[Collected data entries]
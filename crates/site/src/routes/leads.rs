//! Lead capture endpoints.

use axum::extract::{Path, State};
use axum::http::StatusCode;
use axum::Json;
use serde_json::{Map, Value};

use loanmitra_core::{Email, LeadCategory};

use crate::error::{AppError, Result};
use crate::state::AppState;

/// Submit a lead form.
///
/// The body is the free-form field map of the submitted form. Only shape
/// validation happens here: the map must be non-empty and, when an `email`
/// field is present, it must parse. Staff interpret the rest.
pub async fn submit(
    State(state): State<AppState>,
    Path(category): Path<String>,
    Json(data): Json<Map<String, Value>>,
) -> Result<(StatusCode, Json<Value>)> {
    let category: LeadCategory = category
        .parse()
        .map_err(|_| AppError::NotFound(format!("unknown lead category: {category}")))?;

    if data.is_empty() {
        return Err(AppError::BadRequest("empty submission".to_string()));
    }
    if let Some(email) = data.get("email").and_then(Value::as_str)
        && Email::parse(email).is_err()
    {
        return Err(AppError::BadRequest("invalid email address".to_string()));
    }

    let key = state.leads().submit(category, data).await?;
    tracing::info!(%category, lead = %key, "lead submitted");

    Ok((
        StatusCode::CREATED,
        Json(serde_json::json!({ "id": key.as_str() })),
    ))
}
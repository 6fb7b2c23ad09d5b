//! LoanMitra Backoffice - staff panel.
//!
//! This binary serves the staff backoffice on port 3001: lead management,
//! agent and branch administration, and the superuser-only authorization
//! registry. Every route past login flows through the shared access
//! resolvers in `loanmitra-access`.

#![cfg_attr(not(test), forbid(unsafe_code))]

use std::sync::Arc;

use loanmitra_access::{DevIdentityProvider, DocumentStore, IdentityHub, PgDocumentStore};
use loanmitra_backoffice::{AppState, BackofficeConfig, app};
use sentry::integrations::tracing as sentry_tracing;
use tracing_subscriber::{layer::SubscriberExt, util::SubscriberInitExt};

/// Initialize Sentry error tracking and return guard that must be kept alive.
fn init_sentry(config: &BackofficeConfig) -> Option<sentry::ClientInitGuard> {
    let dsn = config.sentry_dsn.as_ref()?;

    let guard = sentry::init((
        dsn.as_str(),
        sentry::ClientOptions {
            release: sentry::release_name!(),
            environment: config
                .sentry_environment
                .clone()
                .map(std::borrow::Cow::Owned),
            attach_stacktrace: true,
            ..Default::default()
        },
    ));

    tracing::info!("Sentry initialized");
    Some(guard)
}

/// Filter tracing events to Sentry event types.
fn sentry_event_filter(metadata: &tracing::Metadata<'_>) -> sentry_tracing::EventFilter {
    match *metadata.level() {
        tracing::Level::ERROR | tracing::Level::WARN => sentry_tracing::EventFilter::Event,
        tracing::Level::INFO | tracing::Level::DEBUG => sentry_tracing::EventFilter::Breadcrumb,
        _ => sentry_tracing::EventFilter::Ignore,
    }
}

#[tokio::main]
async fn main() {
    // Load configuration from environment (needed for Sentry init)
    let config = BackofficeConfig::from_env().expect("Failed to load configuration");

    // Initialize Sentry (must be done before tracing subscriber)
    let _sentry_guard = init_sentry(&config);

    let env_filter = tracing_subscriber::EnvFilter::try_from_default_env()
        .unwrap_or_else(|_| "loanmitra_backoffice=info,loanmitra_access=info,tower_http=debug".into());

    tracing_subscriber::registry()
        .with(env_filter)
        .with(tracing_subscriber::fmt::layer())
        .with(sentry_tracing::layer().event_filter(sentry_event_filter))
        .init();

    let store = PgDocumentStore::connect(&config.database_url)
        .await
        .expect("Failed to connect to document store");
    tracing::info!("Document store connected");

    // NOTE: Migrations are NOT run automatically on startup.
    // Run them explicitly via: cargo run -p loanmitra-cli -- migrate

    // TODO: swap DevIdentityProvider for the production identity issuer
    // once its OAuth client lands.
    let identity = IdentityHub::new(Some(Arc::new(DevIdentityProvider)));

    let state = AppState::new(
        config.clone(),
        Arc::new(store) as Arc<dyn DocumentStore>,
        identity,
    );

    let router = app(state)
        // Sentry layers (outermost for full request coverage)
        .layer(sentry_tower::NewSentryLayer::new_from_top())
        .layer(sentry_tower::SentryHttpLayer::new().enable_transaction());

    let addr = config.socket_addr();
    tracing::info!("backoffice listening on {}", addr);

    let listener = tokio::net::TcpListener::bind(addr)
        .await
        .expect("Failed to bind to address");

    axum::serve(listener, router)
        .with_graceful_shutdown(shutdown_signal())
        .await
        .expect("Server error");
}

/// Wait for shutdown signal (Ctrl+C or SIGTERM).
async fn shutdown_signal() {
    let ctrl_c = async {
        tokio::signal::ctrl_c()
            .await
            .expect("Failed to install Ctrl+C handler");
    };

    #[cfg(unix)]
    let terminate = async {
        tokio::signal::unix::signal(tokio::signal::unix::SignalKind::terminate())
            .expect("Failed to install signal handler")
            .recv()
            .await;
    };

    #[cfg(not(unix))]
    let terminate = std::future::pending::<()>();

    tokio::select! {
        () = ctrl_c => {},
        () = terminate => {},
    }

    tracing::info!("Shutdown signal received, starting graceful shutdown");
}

* Requirement: Your reply must repeat the entries above exactly and in full.

* Result of this exercise:
filename crates/site/src/routes/leads.rs
//! Lead capture endpoints.

use axum::extract::{Path, State};
use axum::http::StatusCode;
use axum::Json;
use serde_json::{Map, Value};

use loanmitra_core::{Email, LeadCategory};

use crate::error::{AppError, Result};
use crate::state::AppState;

/// Submit a lead form.
///
/// The body is the free-form field map of the submitted form. Only shape
/// validation happens here: the map must be non-empty and, when an `email`
/// field is present, it must parse. Staff interpret the rest.
pub async fn submit(
    State(state): State<AppState>,
    Path(category): Path<String>,
    Json(data): Json<Map<String, Value>>,
) -> Result<(StatusCode, Json<Value>)> {
    let category: LeadCategory = category
        .parse()
        .map_err(|_| AppError::NotFound(format!("unknown lead category: {category}")))?;

    if data.is_empty() {
        return Err(AppError::BadRequest("empty submission".to_string()));
    }
    if let Some(email) = data.get("email").and_then(Value::as_str)
        && Email::parse(email).is_err()
    {
        return Err(AppError::BadRequest("invalid email address".to_string()));
    }

    let key = state.leads().submit(category, data).await?;
    tracing::info!(%category, lead = %key, "lead submitted");

    Ok((
        StatusCode::CREATED,
        Json(serde_json::json!({ "id": key.as_str() })),
    ))
}
repository 6fb7b2c23ad09d5b
//! LoanMitra Backoffice - staff panel.
//!
//! This binary serves the staff backoffice on port 3001: lead management,
//! agent and branch administration, and the superuser-only authorization
//! registry. Every route past login flows through the shared access
//! resolvers in `loanmitra-access`.

#![cfg_attr(not(test), forbid(unsafe_code))]

use std::sync::Arc;

use loanmitra_access::{DevIdentityProvider, DocumentStore, IdentityHub, PgDocumentStore};
use loanmitra_backoffice::{AppState, BackofficeConfig, app};
use sentry::integrations::tracing as sentry_tracing;
use tracing_subscriber::{layer::SubscriberExt, util::SubscriberInitExt};

/// Initialize Sentry error tracking and return guard that must be kept alive.
fn init_sentry(config: &BackofficeConfig) -> Option<sentry::ClientInitGuard> {
    let dsn = config.sentry_dsn.as_ref()?;

    let guard = sentry::init((
        dsn.as_str(),
        sentry::ClientOptions {
            release: sentry::release_name!(),
            environment: config
                .sentry_environment
                .clone()
                .map(std::borrow::Cow::Owned),
            attach_stacktrace: true,
            ..Default::default()
        },
    ));

    tracing::info!("Sentry initialized");
    Some(guard)
}

/// Filter tracing events to Sentry event types.
fn sentry_event_filter(metadata: &tracing::Metadata<'_>) -> sentry_tracing::EventFilter {
    match *metadata.level() {
        tracing::Level::ERROR | tracing::Level::WARN => sentry_tracing::EventFilter::Event,
        tracing::Level::INFO | tracing::Level::DEBUG => sentry_tracing::EventFilter::Breadcrumb,
        _ => sentry_tracing::EventFilter::Ignore,
    }
}

#[tokio::main]
async fn main() {
    // Load configuration from environment (needed for Sentry init)
    let config = BackofficeConfig::from_env().expect("Failed to load configuration");

    // Initialize Sentry (must be done before tracing subscriber)
    let _sentry_guard = init_sentry(&config);

    let env_filter = tracing_subscriber::EnvFilter::try_from_default_env()
        .unwrap_or_else(|_| "loanmitra_backoffice=info,loanmitra_access=info,tower_http=debug".into());

    tracing_subscriber::registry()
        .with(env_filter)
        .with(tracing_subscriber::fmt::layer())
        .with(sentry_tracing::layer().event_filter(sentry_event_filter))
        .init();

    let store = PgDocumentStore::connect(&config.database_url)
        .await
        .expect("Failed to connect to document store");
    tracing::info!("Document store connected");

    // NOTE: Migrations are NOT run automatically on startup.
    // Run them explicitly via: cargo run -p loanmitra-cli -- migrate

    // TODO: swap DevIdentityProvider for the production identity issuer
    // once its OAuth client lands.
    let identity = IdentityHub::new(Some(Arc::new(DevIdentityProvider)));

    let state = AppState::new(
        config.clone(),
        Arc::new(store) as Arc<dyn DocumentStore>,
        identity,
    );

    let router = app(state)
        // Sentry layers (outermost for full request coverage)
        .layer(sentry_tower::NewSentryLayer::new_from_top())
        .layer(sentry_tower::SentryHttpLayer::new().enable_transaction());

    let addr = config.socket_addr();
    tracing::info!("backoffice listening on {}", addr);

    let listener = tokio::net::TcpListener::bind(addr)
        .await
        .expect("Failed to bind to address");

    axum::serve(listener, router)
        .with_graceful_shutdown(shutdown_signal())
        .await
        .expect("Server error");
}

/// Wait for shutdown signal (Ctrl+C or SIGTERM).
async fn shutdown_signal() {
    let ctrl_c = async {
        tokio::signal::ctrl_c()
            .await
            .expect("Failed to install Ctrl+C handler");
    };

    #[cfg(unix)]
    let terminate = async {
        tokio::signal::unix::signal(tokio::signal::unix::SignalKind::terminate())
            .expect("Failed to install signal handler")
            .recv()
            .await;
    };

    #[cfg(not(unix))]
    let terminate = std::future::pending::<()>();

    tokio::select! {
        () = ctrl_c => {},
        () = terminate => {},
    }

    tracing::info!("Shutdown signal received, starting graceful shutdown");
}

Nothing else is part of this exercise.